# Dewalt Quick Grip Clamps



## paxorion (Oct 19, 2012)

When I think of quick grip clamps, I almost always default to the blue and yellow Irwin Quick Grip series. Looks like Dewalt is stepping up their game to try to compete with Irwin with more of an equal footing. Well, at least specification-wise.


----------



## bigblockyeti (Sep 9, 2013)

It's unlikely DeWalt is actually making these clamps, sounds more like a licensing agreement with an overseas manufacturer.


----------



## paxorion (Oct 19, 2012)

bigblockyeti - You are probably right. The design is so similar to the Irwin that I can't help but think they may have a similar manufacturing supply chain.

Still interesting to see, given that Home Depot (in my area) is phasing out the Irwins for Dewalt brand quick clamps.


----------



## bigblockyeti (Sep 9, 2013)

Phasing out one for another makes sense, even if it's really the same clamp.
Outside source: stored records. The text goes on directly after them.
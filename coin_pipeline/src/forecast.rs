//! Platinum layer: multi-horizon price forecasts
//!
//! One Holt model is fitted per asset and queried at every horizon of the
//! fixed horizon table.

use crate::data::{Asset, DailyCloseSeries};
use crate::error::{PipelineError, Result};
use crate::models::holt::HoltTrend;
use crate::models::ForecastModel;
use chrono::{Days, NaiveDate};
use serde::{Serialize, Serializer};
use std::fmt;
use tracing::info;

/// Fitting needs a level and a first difference
pub const MIN_HISTORY_FLOOR: usize = 2;

/// Default first day of forecasting history
pub fn default_forecast_start() -> NaiveDate {
    NaiveDate::from_ymd_opt(2018, 1, 1).unwrap_or(NaiveDate::MIN)
}

/// Fixed forecast horizons
#[derive(Debug, Clone, Copy, PartialEq, Eq, Hash, PartialOrd, Ord)]
pub enum Horizon {
    Tomorrow,
    SevenDays,
    OneMonth,
    ThreeMonths,
    SixMonths,
    OneYear,
    TwoYears,
    ThreeYears,
    FourYears,
    FiveYears,
    SevenYears,
    EightYears,
    NineYears,
    TenYears,
}

impl Horizon {
    /// Every horizon, shortest first
    pub const ALL: [Horizon; 14] = [
        Horizon::Tomorrow,
        Horizon::SevenDays,
        Horizon::OneMonth,
        Horizon::ThreeMonths,
        Horizon::SixMonths,
        Horizon::OneYear,
        Horizon::TwoYears,
        Horizon::ThreeYears,
        Horizon::FourYears,
        Horizon::FiveYears,
        Horizon::SevenYears,
        Horizon::EightYears,
        Horizon::NineYears,
        Horizon::TenYears,
    ];

    /// Label stored in the `HorizonLabel` column
    pub fn label(&self) -> &'static str {
        match self {
            Horizon::Tomorrow => "Tomorrow",
            Horizon::SevenDays => "7 Days",
            Horizon::OneMonth => "1 Month",
            Horizon::ThreeMonths => "3 Months",
            Horizon::SixMonths => "6 Months",
            Horizon::OneYear => "1 Year",
            Horizon::TwoYears => "2 Years",
            Horizon::ThreeYears => "3 Years",
            Horizon::FourYears => "4 Years",
            Horizon::FiveYears => "5 Years",
            Horizon::SevenYears => "7 Years",
            Horizon::EightYears => "8 Years",
            Horizon::NineYears => "9 Years",
            Horizon::TenYears => "10 Years",
        }
    }

    /// Length in days; years are whole multiples of 365
    pub fn days(&self) -> usize {
        match self {
            Horizon::Tomorrow => 1,
            Horizon::SevenDays => 7,
            Horizon::OneMonth => 30,
            Horizon::ThreeMonths => 90,
            Horizon::SixMonths => 180,
            Horizon::OneYear => 365,
            Horizon::TwoYears => 365 * 2,
            Horizon::ThreeYears => 365 * 3,
            Horizon::FourYears => 365 * 4,
            Horizon::FiveYears => 365 * 5,
            Horizon::SevenYears => 365 * 7,
            Horizon::EightYears => 365 * 8,
            Horizon::NineYears => 365 * 9,
            Horizon::TenYears => 365 * 10,
        }
    }

    /// Look a horizon up by its label
    pub fn from_label(label: &str) -> Option<Horizon> {
        Horizon::ALL.into_iter().find(|h| h.label() == label.trim())
    }
}

impl fmt::Display for Horizon {
    fn fmt(&self, f: &mut fmt::Formatter<'_>) -> fmt::Result {
        f.write_str(self.label())
    }
}

impl Serialize for Horizon {
    fn serialize<S: Serializer>(&self, serializer: S) -> std::result::Result<S::Ok, S::Error> {
        serializer.serialize_str(self.label())
    }
}

/// One forecast per (asset, horizon)
#[derive(Debug, Clone, PartialEq, Serialize)]
pub struct ForecastRecord {
    /// Asset ticker, e.g. "BTC"
    pub coin: String,
    pub horizon: Horizon,
    /// Last observed date plus the horizon length
    pub target_date: NaiveDate,
    pub forecast: f64,
    /// Percentage change vs. the last observed close
    pub return_pct: f64,
}

/// Fits the trend model and projects every horizon
#[derive(Debug, Clone)]
pub struct Forecaster {
    start: NaiveDate,
    min_history: usize,
    model: HoltTrend,
}

impl Default for Forecaster {
    fn default() -> Self {
        Self {
            start: default_forecast_start(),
            min_history: MIN_HISTORY_FLOOR,
            model: HoltTrend::optimized(),
        }
    }
}

impl Forecaster {
    /// Create a forecaster using history from `start` onwards
    pub fn new(start: NaiveDate, min_history: usize) -> Result<Self> {
        if min_history < MIN_HISTORY_FLOOR {
            return Err(PipelineError::InvalidParameter(format!(
                "Minimum history must be at least {} points, got {}",
                MIN_HISTORY_FLOOR, min_history
            )));
        }

        Ok(Self {
            start,
            min_history,
            model: HoltTrend::optimized(),
        })
    }

    /// Replace the forecasting model (e.g. fixed parameters)
    pub fn with_model(mut self, model: HoltTrend) -> Self {
        self.model = model;
        self
    }

    /// Get the first date of history considered
    pub fn start(&self) -> NaiveDate {
        self.start
    }

    /// Get the minimum number of daily points required
    pub fn min_history(&self) -> usize {
        self.min_history
    }

    /// Observations on/after the start date and strictly before `as_of`
    pub fn select_history(
        &self,
        history: &[(NaiveDate, f64)],
        as_of: NaiveDate,
    ) -> Vec<(NaiveDate, f64)> {
        let mut selected: Vec<(NaiveDate, f64)> = history
            .iter()
            .filter(|(date, _)| *date >= self.start && *date < as_of)
            .copied()
            .collect();
        selected.sort_by_key(|(date, _)| *date);
        selected
    }

    /// Forecast every horizon from dated closes, as seen on `as_of`
    pub fn forecast(
        &self,
        asset: Asset,
        history: &[(NaiveDate, f64)],
        as_of: NaiveDate,
    ) -> Result<Vec<ForecastRecord>> {
        let selected = self.select_history(history, as_of);
        if selected.is_empty() {
            return Err(self.insufficient(asset, 0));
        }

        let series = DailyCloseSeries::from_observations(&selected)?;
        self.forecast_series(asset, &series)
    }

    /// Forecast every horizon from an already dense series
    pub fn forecast_series(
        &self,
        asset: Asset,
        series: &DailyCloseSeries,
    ) -> Result<Vec<ForecastRecord>> {
        if series.len() < self.min_history {
            return Err(self.insufficient(asset, series.len()));
        }

        let trained = self.model.train(series)?;
        let last_date = series.last_date();
        let last_close = series.last_value();

        let records = Horizon::ALL
            .iter()
            .map(|&horizon| -> Result<ForecastRecord> {
                let forecast = trained.forecast_at(horizon.days())?;
                let target_date = last_date
                    .checked_add_days(Days::new(horizon.days() as u64))
                    .ok_or_else(|| {
                        PipelineError::InvalidParameter(format!(
                            "Target date out of range for {}",
                            horizon
                        ))
                    })?;

                Ok(ForecastRecord {
                    coin: asset.ticker().to_string(),
                    horizon,
                    target_date,
                    forecast,
                    return_pct: (forecast - last_close) / last_close * 100.0,
                })
            })
            .collect::<Result<Vec<_>>>()?;

        info!(
            asset = %asset,
            points = series.len(),
            last_date = %last_date,
            last_close,
            alpha = trained.alpha(),
            beta = trained.beta(),
            "fitted trend model"
        );

        Ok(records)
    }

    fn insufficient(&self, asset: Asset, available: usize) -> PipelineError {
        PipelineError::InsufficientHistoryError {
            asset: asset.to_string(),
            required: self.min_history,
            available,
        }
    }
}
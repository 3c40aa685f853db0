//! # Coin Pipeline
//!
//! A layered batch pipeline for daily Bitcoin and Ethereum prices.
//!
//! ## Layers
//!
//! - **bronze**: raw ingest rows as delivered by the price feed
//! - **silver**: a conformed, gapless daily OHLCV series with daily returns
//! - **gold**: engineered features (returns, moving averages, volatility, drawdown)
//! - **platinum**: multi-horizon price forecasts from Holt's linear trend method
//!
//! Every layer is written with full replacement through a [`LayerStore`];
//! SQLite and in-memory stores are provided.
//!
//! ## Quick Start
//!
//! ```rust,no_run
//! use coin_pipeline::{Pipeline, PipelineConfig, SqliteStore};
//! use chrono::Local;
//!
//! let config = PipelineConfig::from_env()?;
//! let store = SqliteStore::open(&config.database_path)?;
//!
//! let mut pipeline = Pipeline::new(config, store)?;
//! let report = pipeline.run(Local::now().date_naive())?;
//!
//! for record in &report.records {
//!     println!("{} {} {:.2}", record.coin, record.horizon, record.forecast);
//! }
//! # Ok::<(), coin_pipeline::PipelineError>(())
//! ```

pub mod config;
pub mod conform;
pub mod data;
pub mod error;
pub mod features;
pub mod forecast;
pub mod models;
pub mod pipeline;
pub mod store;

// Re-export commonly used types
pub use crate::config::{PipelineConfig, PipelineMode};
pub use crate::conform::{ConformStats, Conformer};
pub use crate::data::{Asset, ConformedSeries, DailyCloseSeries, RawTable};
pub use crate::error::{PipelineError, Result};
pub use crate::features::{FeatureEngine, FeatureRow};
pub use crate::forecast::{ForecastRecord, Forecaster, Horizon};
pub use crate::models::{ForecastModel, ForecastResult, TrainedForecastModel};
pub use crate::pipeline::{AssetOutcome, Pipeline, PipelineReport};
pub use crate::store::{CellValue, LayerStore, MemoryStore, SqliteStore};

// Version information
pub const VERSION: &str = env!("CARGO_PKG_VERSION");
pub const NAME: &str = env!("CARGO_PKG_NAME");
They don't want internal competition, they want it to look like they're offering what's best for the consumer.


----------



## paxorion (Oct 19, 2012)

I will say, the Dewalt implementation of the clamp to spreader switch does seem easier to work with that the spring and screw design of the Irwin. Will have to see how they work when they are finally on the shelves.


----------



## shampeon (Jun 3, 2012)

I've got some Jorgensen quick grip clamps that have a similar spring clip to turn them from clampers to spreaders. They've been pretty useful.


----------